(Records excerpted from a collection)
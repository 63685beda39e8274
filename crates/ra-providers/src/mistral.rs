use async_trait::async_trait;
use reqwest::Client;
use serde::{Deserialize, Serialize};
use serde_json::Value;
use tracing::debug;

use ra_core::{
    CompletionRequest, CompletionResponse, Content, Error, FinishReason, Message, Provider, Role,
    ToolCall, ToolDefinition, Usage,
};

pub const DEFAULT_BASE_URL: &str = "https://api.mistral.ai/v1";
pub const DEFAULT_MODEL: &str = "mistral-medium-latest";

pub struct MistralProvider {
    client: Client,
    api_key: String,
    base_url: String,
    default_model: Option<String>,
}

impl MistralProvider {
    pub fn new(api_key: impl Into<String>) -> Self {
        Self {
            client: Client::new(),
            api_key: api_key.into(),
            base_url: DEFAULT_BASE_URL.to_string(),
            default_model: Some(DEFAULT_MODEL.to_string()),
        }
    }

    pub fn with_base_url(mut self, base_url: impl Into<String>) -> Self {
        self.base_url = base_url.into().trim_end_matches('/').to_string();
        self
    }

    pub fn with_default_model(mut self, model: impl Into<String>) -> Self {
        self.default_model = Some(model.into());
        self
    }

    fn build_request(&self, request: &CompletionRequest) -> MistralChatRequest {
        // Model priority: request > provider default
        let model = request
            .model
            .clone()
            .or_else(|| self.default_model.clone());

        let messages: Vec<MistralMessage> = request
            .messages
            .iter()
            .map(|m| self.convert_message(m))
            .collect();

        let tools = if request.tools.is_empty() {
            None
        } else {
            Some(
                request
                    .tools
                    .iter()
                    .map(|t| self.convert_tool(t))
                    .collect(),
            )
        };

        MistralChatRequest {
            model,
            messages,
            temperature: request.temperature,
            max_tokens: request.max_tokens,
            tool_choice: tools.as_ref().map(|_| "auto".to_string()),
            tools,
            extra: request.extra.clone(),
        }
    }

    fn convert_message(&self, message: &Message) -> MistralMessage {
        let role = match message.role {
            Role::System => "system",
            Role::User => "user",
            Role::Assistant => "assistant",
            Role::Tool => "tool",
        };

        let tool_calls = if message.tool_calls.is_empty() {
            None
        } else {
            Some(
                message
                    .tool_calls
                    .iter()
                    .map(|tc| MistralToolCall {
                        id: tc.id.clone(),
                        r#type: "function".to_string(),
                        function: MistralFunctionCall {
                            name: tc.name.clone(),
                            arguments: Value::String(tc.arguments.to_string()),
                        },
                    })
                    .collect(),
            )
        };

        MistralMessage {
            role: role.to_string(),
            content: Some(Value::String(message.content.to_string_lossy())),
            name: message.name.clone(),
            tool_calls,
            tool_call_id: message.tool_call_id.clone(),
        }
    }

    fn convert_tool(&self, tool: &ToolDefinition) -> MistralTool {
        MistralTool {
            r#type: "function".to_string(),
            function: MistralFunction {
                name: tool.name.clone(),
                description: tool.description.clone(),
                parameters: serde_json::to_value(&tool.parameters).unwrap_or_default(),
            },
        }
    }

    fn parse_response(&self, response: MistralChatResponse) -> Result<CompletionResponse, Error> {
        let choice = response
            .choices
            .into_iter()
            .next()
            .ok_or_else(|| Error::api(500, "No choices in response"))?;

        let tool_calls: Vec<ToolCall> = choice
            .message
            .tool_calls
            .unwrap_or_default()
            .into_iter()
            .map(|tc| ToolCall::new(tc.id, tc.function.name, parse_arguments(tc.function.arguments)))
            .collect();

        // Chunked content is kept as-is so the caller sees the same shape the API sent.
        let content = match choice.message.content {
            Some(Value::String(text)) => Content::Text(text),
            Some(Value::Array(blocks)) => Content::Blocks(blocks),
            Some(Value::Null) | None => Content::Text(String::new()),
            Some(other) => Content::Text(other.to_string()),
        };

        let message = if tool_calls.is_empty() {
            Message::assistant(content)
        } else {
            Message::assistant_with_tool_calls(content, tool_calls)
        };

        let finish_reason = match choice.finish_reason.as_deref() {
            Some("stop") => FinishReason::Stop,
            Some("length") | Some("model_length") => FinishReason::Length,
            Some("tool_calls") => FinishReason::ToolCalls,
            Some("error") => FinishReason::Error,
            _ => FinishReason::Stop,
        };

        let usage = response.usage.map(|u| Usage::new(u.prompt_tokens, u.completion_tokens));

        Ok(CompletionResponse {
            message,
            usage: usage.unwrap_or_default(),
            model: response.model,
            finish_reason,
        })
    }

    fn parse_error(&self, status: u16, body: &str) -> Error {
        #[derive(Deserialize)]
        struct ErrorResponse {
            message: Value,
        }

        #[derive(Deserialize)]
        struct WrappedErrorResponse {
            error: ErrorDetail,
        }

        #[derive(Deserialize)]
        struct ErrorDetail {
            message: String,
        }

        let message = if let Ok(err) = serde_json::from_str::<WrappedErrorResponse>(body) {
            err.error.message
        } else if let Ok(err) = serde_json::from_str::<ErrorResponse>(body) {
            match err.message {
                Value::String(s) => s,
                other => other.to_string(),
            }
        } else {
            body.to_string()
        };

        match status {
            401 => Error::auth(message),
            429 => Error::rate_limit(message),
            400 => Error::invalid_request(message),
            _ => Error::api(status, message),
        }
    }
}

/// Tool arguments arrive either as a JSON-encoded string or as an object.
fn parse_arguments(arguments: Value) -> Value {
    match arguments {
        Value::String(s) => serde_json::from_str(&s).unwrap_or_default(),
        other => other,
    }
}

#[async_trait]
impl Provider for MistralProvider {
    fn name(&self) -> &str {
        "mistral"
    }

    fn default_model(&self) -> Option<&str> {
        self.default_model.as_deref()
    }

    async fn complete(&self, request: CompletionRequest) -> Result<CompletionResponse, Error> {
        let api_request = self.build_request(&request);
        debug!(
            model = ?api_request.model,
            messages = api_request.messages.len(),
            "Mistral request"
        );

        let response = self
            .client
            .post(format!("{}/chat/completions", self.base_url))
            .header("Authorization", format!("Bearer {}", self.api_key))
            .header("Content-Type", "application/json")
            .json(&api_request)
            .send()
            .await
            .map_err(|e| Error::network(e.to_string()))?;

        let status = response.status();
        if !status.is_success() {
            let error_text = response.text().await.unwrap_or_default();
            return Err(self.parse_error(status.as_u16(), &error_text));
        }

        let api_response: MistralChatResponse = response
            .json()
            .await
            .map_err(|e| Error::serialization(e.to_string()))?;

        self.parse_response(api_response)
    }
}

// Mistral API types

#[derive(Debug, Serialize)]
struct MistralChatRequest {
    #[serde(skip_serializing_if = "Option::is_none")]
    model: Option<String>,
    messages: Vec<MistralMessage>,
    #[serde(skip_serializing_if = "Option::is_none")]
    temperature: Option<f32>,
    #[serde(skip_serializing_if = "Option::is_none")]
    max_tokens: Option<u32>,
    #[serde(skip_serializing_if = "Option::is_none")]
    tools: Option<Vec<MistralTool>>,
    #[serde(skip_serializing_if = "Option::is_none")]
    tool_choice: Option<String>,
    /// Extra parameters (safe_prompt, random_seed, etc.)
    #[serde(flatten)]
    extra: std::collections::HashMap<String, Value>,
}

#[derive(Debug, Serialize, Deserialize)]
struct MistralMessage {
    role: String,
    /// A string, or an array of content chunks.
    #[serde(default, skip_serializing_if = "Option::is_none")]
    content: Option<Value>,
    #[serde(skip_serializing_if = "Option::is_none")]
    name: Option<String>,
    #[serde(skip_serializing_if = "Option::is_none")]
    tool_calls: Option<Vec<MistralToolCall>>,
    #[serde(skip_serializing_if = "Option::is_none")]
    tool_call_id: Option<String>,
}

#[derive(Debug, Serialize, Deserialize)]
struct MistralToolCall {
    #[serde(default)]
    id: String,
    #[serde(default = "function_type")]
    r#type: String,
    function: MistralFunctionCall,
}

fn function_type() -> String {
    "function".to_string()
}

#[derive(Debug, Serialize, Deserialize)]
struct MistralFunctionCall {
    name: String,
    arguments: Value,
}

#[derive(Debug, Serialize)]
struct MistralTool {
    r#type: String,
    function: MistralFunction,
}

#[derive(Debug, Serialize)]
struct MistralFunction {
    name: String,
    description: String,
    parameters: Value,
}

#[derive(Debug, Deserialize)]
struct MistralChatResponse {
    #[serde(default)]
    model: String,
    choices: Vec<MistralChoice>,
    usage: Option<MistralUsage>,
}

#[derive(Debug, Deserialize)]
struct MistralChoice {
    message: MistralMessage,
    finish_reason: Option<String>,
}

#[derive(Debug, Deserialize)]
struct MistralUsage {
    prompt_tokens: u32,
    completion_tokens: u32,
}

| WHAT THIS TASK INVOLVES |
Show the lines above that include "MistralUsage".

| RESPONSE BOX |
    usage: Option<MistralUsage>,
struct MistralUsage {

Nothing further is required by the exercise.